[<prev] [next>] [<thread-prev] [day] [month] [year] [list]
Message-ID: <aTJWI3aybYO-NHg5@fedora>
Date: Fri, 5 Dec 2025 03:48:51 +0000
From: Hangbin Liu <liuhangbin@...il.com>
To: Cosmin Ratiu <cratiu@...dia.com>
Cc: netdev@...r.kernel.org, Jay Vosburgh <jv@...sburgh.net>,
Andrew Lunn <andrew+netdev@...n.ch>,
"David S. Miller" <davem@...emloft.net>,
Eric Dumazet <edumazet@...gle.com>,
Jakub Kicinski <kuba@...nel.org>, Paolo Abeni <pabeni@...hat.com>,
Simon Horman <horms@...nel.org>, Taehee Yoo <ap420073@...il.com>,
Jianbo Liu <jianbol@...dia.com>,
Sabrina Dubroca <sd@...asysnail.net>,
Steffen Klassert <steffen.klassert@...unet.com>,
Herbert Xu <herbert@...dor.apana.org.au>,
Leon Romanovsky <leonro@...dia.com>
Subject: Re: [RFC PATCH ipsec 2/2] bonding: Maintain offloaded xfrm on all
devices
On Fri, Nov 21, 2025 at 05:16:44PM +0200, Cosmin Ratiu wrote:
> The bonding driver manages offloaded SAs using the following strategy:
>
> An xfrm_state offloaded on the bond device with bond_ipsec_add_sa() uses
> 'real_dev' on the xfrm_state xs to redirect the offload to the current
> active slave. The corresponding bond_ipsec_del_sa() (called with the xs
> spinlock held) redirects the unoffload call to real_dev. Finally,
> cleanup happens in bond_ipsec_free_sa(), which removes the offload from
> the device. Since the last call happens without the xs spinlock held,
> that is where the real work to unoffload actually happens.
>
> When the active slave changes to a new device a 3-step process is used
> to migrate all xfrm states to the new device:
> 1. bond_ipsec_del_sa_all() unoffloads all states in bond->ipsec_list
> from the previously active device.
> 2. The active slave is flipped to the new device.
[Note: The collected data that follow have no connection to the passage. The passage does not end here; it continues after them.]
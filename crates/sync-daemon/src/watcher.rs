//! File watcher with debouncing for the document and mirror files.
//!
//! Uses notify-debouncer-mini for efficient file change detection. Editors
//! often save by replacing the file, so the parent directories are watched
//! and events are filtered down to the files of interest.

use anyhow::Result;
use notify::RecursiveMode;
use notify_debouncer_mini::{DebouncedEvent, new_debouncer};
use std::collections::{HashMap, HashSet};
use std::path::{Path, PathBuf};
use std::sync::{Arc, Mutex};
use std::time::{Duration, SystemTime};
use tokio::sync::mpsc;
use tracing::{debug, error};

/// File event from the watcher.
#[derive(Debug, Clone)]
pub struct FileEvent {
    /// Watched path, as given to `FileWatcher::new` (canonicalized)
    pub path: PathBuf,
    /// Type of event
    pub kind: FileEventKind,
}

/// Type of file event.
#[derive(Debug, Clone, Copy, PartialEq, Eq)]
pub enum FileEventKind {
    /// File was created or modified
    Modified,
    /// File was deleted
    Deleted,
}

/// Watches a fixed set of files.
pub struct FileWatcher {
    files: Vec<PathBuf>,
    /// Debouncer handle (must keep alive)
    _debouncer: notify_debouncer_mini::Debouncer<notify::RecommendedWatcher>,
    event_rx: mpsc::UnboundedReceiver<FileEvent>,
}

/// Last seen mtime per file, to filter spurious events
type MtimeCache = Arc<Mutex<HashMap<PathBuf, SystemTime>>>;

/// Resolve symlinks so event paths compare equal. On macOS, /var/folders/...
/// is actually /private/var/folders/..., and FSEvents reports the real path.
/// Files that don't exist yet are resolved through their parent.
pub fn canonical(path: &Path) -> PathBuf {
    if let Ok(resolved) = path.canonicalize() {
        return resolved;
    }
    match (path.parent(), path.file_name()) {
        (Some(parent), Some(name)) => {
            let parent = if parent.as_os_str().is_empty() {
                Path::new(".")
            } else {
                parent
            };
            parent
                .canonicalize()
                .map(|p| p.join(name))
                .unwrap_or_else(|_| path.to_path_buf())
        }
        _ => path.to_path_buf(),
    }
}

impl FileWatcher {
    /// Create a watcher for `files`.
    ///
    /// Uses 200ms debounce period to avoid rapid-fire events during saves.
    pub fn new(files: &[PathBuf]) -> Result<Self> {
        let files: Vec<PathBuf> = files.iter().map(|f| canonical(f)).collect();
        let watched: HashSet<PathBuf> = files.iter().cloned().collect();

        let (event_tx, event_rx) = mpsc::unbounded_channel();
        let mtime_cache: MtimeCache = Arc::new(Mutex::new(HashMap::new()));

        let mut debouncer = new_debouncer(
            Duration::from_millis(200),
            move |result: Result<Vec<DebouncedEvent>, notify::Error>| match result {
                Ok(events) => {
                    for event in events {
                        if let Some(file_event) = Self::process_event(&event, &watched, &mtime_cache)
                        {
                            if event_tx.send(file_event).is_err() {
                                // Receiver dropped
                                return;
                            }
                        }
                    }
                }
                Err(e) => {
                    error!("File watcher error: {}", e);
                }
            },
        )?;

        let dirs: HashSet<&Path> = files.iter().filter_map(|f| f.parent()).collect();
        for dir in dirs {
            debouncer.watcher().watch(dir, RecursiveMode::NonRecursive)?;
        }

        Ok(Self {
            files,
            _debouncer: debouncer,
            event_rx,
        })
    }

    /// Process a single debounced event, returning a FileEvent if relevant.
    fn process_event(
        event: &DebouncedEvent,
        watched: &HashSet<PathBuf>,
        mtime_cache: &MtimeCache,
    ) -> Option<FileEvent> {
        let path = &event.path;
        if !watched.contains(path) {
            return None;
        }

        let kind = if path.exists() {
            FileEventKind::Modified
        } else {
            FileEventKind::Deleted
        };

        let mut cache = mtime_cache.lock().unwrap_or_else(|e| e.into_inner());
        match kind {
            FileEventKind::Modified => {
                // Mtime unchanged means a spurious event (seen on Docker volumes)
                if let Ok(mtime) = std::fs::metadata(path).and_then(|m| m.modified()) {
                    if cache.get(path) == Some(&mtime) {
                        return None;
                    }
                    cache.insert(path.clone(), mtime);
                }
            }
            FileEventKind::Deleted => {
                cache.remove(path);
            }
        }

        debug!("File event: {:?} - {}", kind, path.display());

        Some(FileEvent {
            path: path.clone(),
            kind,
        })
    }

    /// Get the receiver for file events.
    pub fn event_rx(&mut self) -> &mut mpsc::UnboundedReceiver<FileEvent> {
        &mut self.event_rx
    }

    /// The watched files, canonicalized.
    pub fn files(&self) -> &[PathBuf] {
        &self.files
    }
}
> 3. bond_ipsec_add_sa_all() offloads all states in bond->ipsec_list to
> the new device.
>
> There can be two races which result in unencrypted IPSec packets being
> transmitted on the wire:
>
> 1. Unencrypted IPSec packet on old_dev:
> CPU1 (xfrm_output) CPU2 (bond_change_active_slave)
> bond_ipsec_offload_ok -> true
> bond_ipsec_del_sa_all
> bond_xmit_activebackup
> bond_dev_queue_xmit
> dev_queue_xmit on old_dev
> bond->curr_active_slave = new_dev
> bond_ipsec_add_sa_all
>
> 2. Unencrypted IPSec packet on new_dev:
> CPU1 (xfrm_output) CPU2 (bond_change_active_slave)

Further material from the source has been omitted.